Cannabis en France
Terra Nova préconise de légaliser le cannabis sur le modèle des jeux en ligne
Terra Nova, think-tank proche du Parti Socialiste qui avait déjà préconisé une légalisation du cannabis en France dès 2014, publie ce mardi un rapport qui propose la création d’une Autorité de Régulation du Cannabis (Arca) à la manière de celle régulant les jeux en ligne (l’Arjel).
La situation n’a pas évolué depuis 2014. La France est toujours le premier pays européen à consommer du cannabis malgré sa politique très répressive pour les consommateurs, la plus répressive d’Europe d’ailleurs. 700 000 personnes de 15 à 75 ans fument quotidiennement du cannabis, une augmentation de 17% par rapport à 2010. 1,4 million fument au moins 10 joints par mois, et 4,6 millions de Français ont consommé du cannabis dans l’année selon les derniers chiffres de l’Institut national de prévention et d’éducation pour la santé.
Terra Nova propose donc de s’appuyer sur ce qui s’est passé dans le domaine des jeux en ligne, en créant une autorité de régulation qui contrôlerait la production et la consommation de cannabis, tout en fixant des règles générales.
La situation de départ était similaire. Avant que l’Arjel ne soit créée, les joueurs en ligne s’adonnaient à leur passion sur des sites illégaux, ce qui n’était pas sans danger en termes d’addiction. La France a légalisé les jeux en ligne et de hasard en 2010 sous la pression de la Commission européenne, en créant l’Arjel, dont une des missions est « la mise en place de moyens de prévention et de réduction des risques du jeu pathologique ». Depuis qu’elle existe, le bilan est plutôt positif. Le nombre de joueurs excessifs est resté stable, même si on a assisté à une légère hausse du nombre total de joueurs. La majorité des consommateurs ont basculé sur l’offre légale, et les pratiques à risque de l’offre légale génèrent moins de problèmes que sur l’offre illégale.
Le parallèle est évident. La principale différence entre les jeux en ligne et le cannabis est que « l’un crée une addiction sans produit alors que l’autre est un produit en tant que tel. La consommation de l’un, sans outil de réduction des risques, est clairement cancérigène, l’autre pas ». La légalisation du cannabis devra donc se faire, pour Terra Nova, en appliquant des dispositions de lutte antitabac (interdiction aux mineurs, avertissements sanitaires, packaging neutre, etc…).
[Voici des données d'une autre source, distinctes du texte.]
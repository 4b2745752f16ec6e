//! converge-sim: an in-memory simulated orchestrator control plane.
//!
//! The crate ships a `converge-sim` binary, and exposes [`spawn`] so test
//! suites can run the simulator in-process on an ephemeral port.

pub mod api;
pub mod config;
pub mod error;
pub mod script;
pub mod state;
pub mod store;
pub mod validation;
pub mod worker;

use std::net::SocketAddr;

use anyhow::{Context, Result};
use tokio::sync::watch;
use tokio::task::JoinHandle;
use tracing::{error, info};

pub use config::SimConfig;
use state::SimState;
use worker::ConvergenceWorker;

/// A running simulator. Dropping the handle signals shutdown.
pub struct SimHandle {
    addr: SocketAddr,
    shutdown_tx: watch::Sender<bool>,
    server: Option<JoinHandle<()>>,
    worker: Option<JoinHandle<()>>,
}

impl SimHandle {
    pub fn addr(&self) -> SocketAddr {
        self.addr
    }

    pub fn base_url(&self) -> String {
        format!("http://{}", self.addr)
    }

    /// Signal shutdown and wait for the server and worker to exit.
    pub async fn shutdown(mut self) {
        self.shutdown_tx.send_replace(true);
        for handle in [self.server.take(), self.worker.take()].into_iter().flatten() {
            if let Err(e) = handle.await {
                error!(error = %e, "Simulator task panicked");
            }
        }
        info!("Simulator shutdown complete");
    }
}

impl Drop for SimHandle {
    fn drop(&mut self) {
        self.shutdown_tx.send_replace(true);
    }
}

/// Bind `config.listen_addr` and start serving plus the convergence worker.
pub async fn spawn(config: SimConfig) -> Result<SimHandle> {
    let listener = tokio::net::TcpListener::bind(config.listen_addr)
        .await
        .with_context(|| format!("failed to bind {}", config.listen_addr))?;
    let addr = listener.local_addr().context("listener has no local address")?;

    let (shutdown_tx, shutdown_rx) = watch::channel(false);
    let state = SimState::new(config, shutdown_rx.clone());

    let worker = tokio::spawn({
        let worker = ConvergenceWorker::new(state.clone());
        let shutdown_rx = shutdown_rx.clone();
        async move { worker.run(shutdown_rx).await }
    });

    let app = api::create_router(state);
    let server = tokio::spawn(async move {
        let result = axum::serve(listener, app)
            .with_graceful_shutdown(async move {
                let mut shutdown_rx = shutdown_rx;
                loop {
                    if *shutdown_rx.borrow() {
                        break;
                    }
                    if shutdown_rx.changed().await.is_err() {
                        break;
                    }
                }
                info!("HTTP server shutting down");
            })
            .await;
        if let Err(e) = result {
            error!(error = %e, "Server error");
        }
    });

    info!(addr = %addr, "Simulator listening");
    Ok(SimHandle {
        addr,
        shutdown_tx,
        server: Some(server),
        worker: Some(worker),
    })
}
Terra Nova préconise la légalisation du cannabis en France sous le contrôle de l’Arca, qui régulerait le commerce du cannabis en France. Selon le rapport, la production pourrait se faire via des agriculteurs français sous licence ou en important du cannabis de l’étranger. L’autoculture pourrait également être autorisée. La vente de cannabis se ferait au sein de commerces enregistrés auprès de l’Arca : bureaux de tabac, pharmacie ou cannabistrots créés pour l’occasion.
L’Arca n’aurait pas vocation en revanche à collecter les recettes fiscales issues de l’industrie du cannabis, qui seraient plutôt orientées vers la Sécurité Sociale. Dans son rapport de 2014, Terra Nova estimait que la légalisation pourrait rapporter 2 milliards d’euros par an à l’Etat.
Terra Nova propose ici un système intéressant et réalisable, avec une expérience française en la matière dans le domaine des jeux en ligne. Le modèle n’est certes pas livré clés en mains et des points sont à peaufiner (place du cannabis médical, limitation du taux de THC, etc…) mais permet au moins de jeter un pavé dans la mare du statu-quo français avec des propositions réalistes et objectives, basées avant tout sur la situation actuelle du cannabis en France.